21/12/2019

Renouer ses lacets: un calvaire!

Soudain une vocifération retentit sous un escalier roulant de la gare de Lausanne: «Lucas, tu refais tes lacets, ou je te massacre!» Il est rare de voir humilier un enfant en public, et pour une bévue. La maman écumait de rage, pleurant aussi de se mettre en spectacle. Quant à son Lucas, il s’était accroupi sans gémir, mais ses petits doigts cramoisis par le froid tremblaient en passant les embouts des maudites cordelettes dans les oeillets de ses souliers. Cette gaucherie infantile, dramatisée par une exaspération maternelle, annonce-telle un destin jalonné de maladresses plus graves?

Certaines sont acquises avec l’âge, suite à de mauvais traitements parentaux ou d’une fréquentation de balourds. Il y a aussi des fillettes qui furent maladroites par timidité, telle Colette qui s’en félicitera plus tard quand elle deviendra l’auteur du Blé en herbe.  
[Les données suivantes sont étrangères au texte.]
use std::path::Path;
use std::sync::Arc;

use tracing::{info, warn};

use crate::config::ServerConfig;
use crate::files;
use crate::http::request::Request;
use crate::http::writer::ResponseWriter;
use crate::server::timer::IdleTimer;
use crate::vhost::VirtualHostTable;

/// Everything a request goes through once it has been parsed.
///
/// Custom handlers first; when none claims the request its path is
/// resolved against the virtual host table and the file is streamed.
/// The response is always ended before `respond` returns.
pub struct Pipeline {
    config: Arc<ServerConfig>,
    vhosts: VirtualHostTable,
}

impl Pipeline {
    pub fn new(config: Arc<ServerConfig>) -> Self {
        let vhosts = VirtualHostTable::from_config(&config);
        Self { config, vhosts }
    }

    pub fn config(&self) -> &ServerConfig {
        &self.config
    }

    pub async fn respond(&self, request: &Request, response: &mut ResponseWriter<'_>) {
        let peer = request
            .remote_addr
            .map(|addr| addr.to_string())
            .unwrap_or_else(|| "-".to_string());
        info!(peer = %peer, method = ?request.method, url = %request.path, "Request received");
        info!(headers = ?request.headers, "Request headers");

        match self.config.handlers.dispatch(request, response).await {
            Ok(true) => {}
            Ok(false) => {
                let path = self.vhosts.resolve(request);
                files::stream(path, request, response).await;
            }
            Err(e) => {
                files::server_error(Path::new(&request.path), &format!("{e:#}"), response).await;
            }
        }

        response.finish().await;
    }

    /// [`respond`](Self::respond), cut short once `timer` expires.
    ///
    /// On expiry the in-flight work is dropped along with any open file,
    /// and the response is abandoned and ended. Returns `false` in that case.
    pub async fn respond_within(
        &self,
        request: &Request,
        response: &mut ResponseWriter<'_>,
        timer: &IdleTimer,
    ) -> bool {
        let timed_out = tokio::select! {
            _ = self.respond(request, response) => false,
            _ = timer.expired() => true,
        };

        if timed_out {
            warn!(peer = ?request.remote_addr, url = %request.path, "Request timed out");
            response.abandon();
            response.finish().await;
        }
        !timed_out
    }
}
Or il existe une maladresse qui, selon une étude française récente*, toucherait 5% des écoliers. C’est la dyspraxie - d’un mot homologué par l’Unesco signifiant en gros «trouble du comment faire». L’enfant qui en est affligé marche de traviole, se heurte contre des portes, tombe souvent. A table, il renverse les verres, éparpille la nourriture car il ne sait pas manier les couverts. A l’école, il est la risée de tous: ses dessins sont coloriés de guingois, et au foot, il envoie le ballon dans la mauvaise direction. C’est comme si chacun de ses gestes, il l’ effectuait pour la première fois.
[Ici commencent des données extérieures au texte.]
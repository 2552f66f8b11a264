use std::future::Future;
use std::io;
use std::net::SocketAddr;
use std::sync::Arc;

use anyhow::Context;
use tokio::net::TcpListener;
use tracing::info;

use crate::config::ServerConfig;
use crate::http::connection::Connection;
use crate::server::pipeline::Pipeline;

/// A bound listener plus the pipeline every accepted connection shares.
pub struct Server {
    listener: TcpListener,
    pipeline: Arc<Pipeline>,
}

impl Server {
    pub async fn bind(config: ServerConfig) -> anyhow::Result<Self> {
        let addr = config.listen_addr();
        let listener = TcpListener::bind(addr)
            .await
            .with_context(|| format!("Failed to bind {addr}"))?;
        info!("Starting server on port {}", listener.local_addr()?.port());

        Ok(Self {
            listener,
            pipeline: Arc::new(Pipeline::new(Arc::new(config))),
        })
    }

    pub fn local_addr(&self) -> io::Result<SocketAddr> {
        self.listener.local_addr()
    }

    /// Accept connections forever, one task each.
    pub async fn run(self) -> anyhow::Result<()> {
        self.run_until(std::future::pending()).await
    }

    /// Accept connections until `shutdown` resolves, then close the listener.
    ///
    /// Connections already accepted keep running until they finish on their own.
    pub async fn run_until(self, shutdown: impl Future<Output = ()>) -> anyhow::Result<()> {
        tokio::pin!(shutdown);
        loop {
            let (socket, peer) = tokio::select! {
                accepted = self.listener.accept() => accepted?,
                _ = &mut shutdown => {
                    info!("Server stopped");
                    return Ok(());
                }
            };
            tracing::debug!("Accepted connection from {}", peer);

            let pipeline = self.pipeline.clone();
            tokio::spawn(async move {
                let mut conn = Connection::new(socket, peer, pipeline);
                if let Err(e) = conn.run().await {
                    tracing::error!("Connection error from {}: {}", peer, e);
                }
            });
        }
    }
}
Cette dyspraxie affecte une fameuse «mémoire procédurale» qui induit nos premiers automatismes nécessaires à la vie quotidienne: nouer des lacets mais, avant cela, placer un pied devant l’autre pour avancer. Plus tard évoluer dans une piscine sans boire la tasse, enfourcher un vélo, faire du ski…Moi-même enfant, je ne savais pas plier du papier pour fabriquer des avions. Et à la messe, j’emplissais le calice du curé davantage d’eau que de vin!

Mais on ne devient pas délibérément si maladroit comme je l’ai été et le suis un peu resté, et aucune lésion cérébrale n’est à l’origine de ces incohérences gestuelles - d’ailleurs non héréditaires. Des séances d’ergothérapie, bien adaptées à l’individu, parviennent à les résorber.

Tout ça, dira-t’on, pour des lacets? Oui, s’ils nous rattachent à la vie des autres.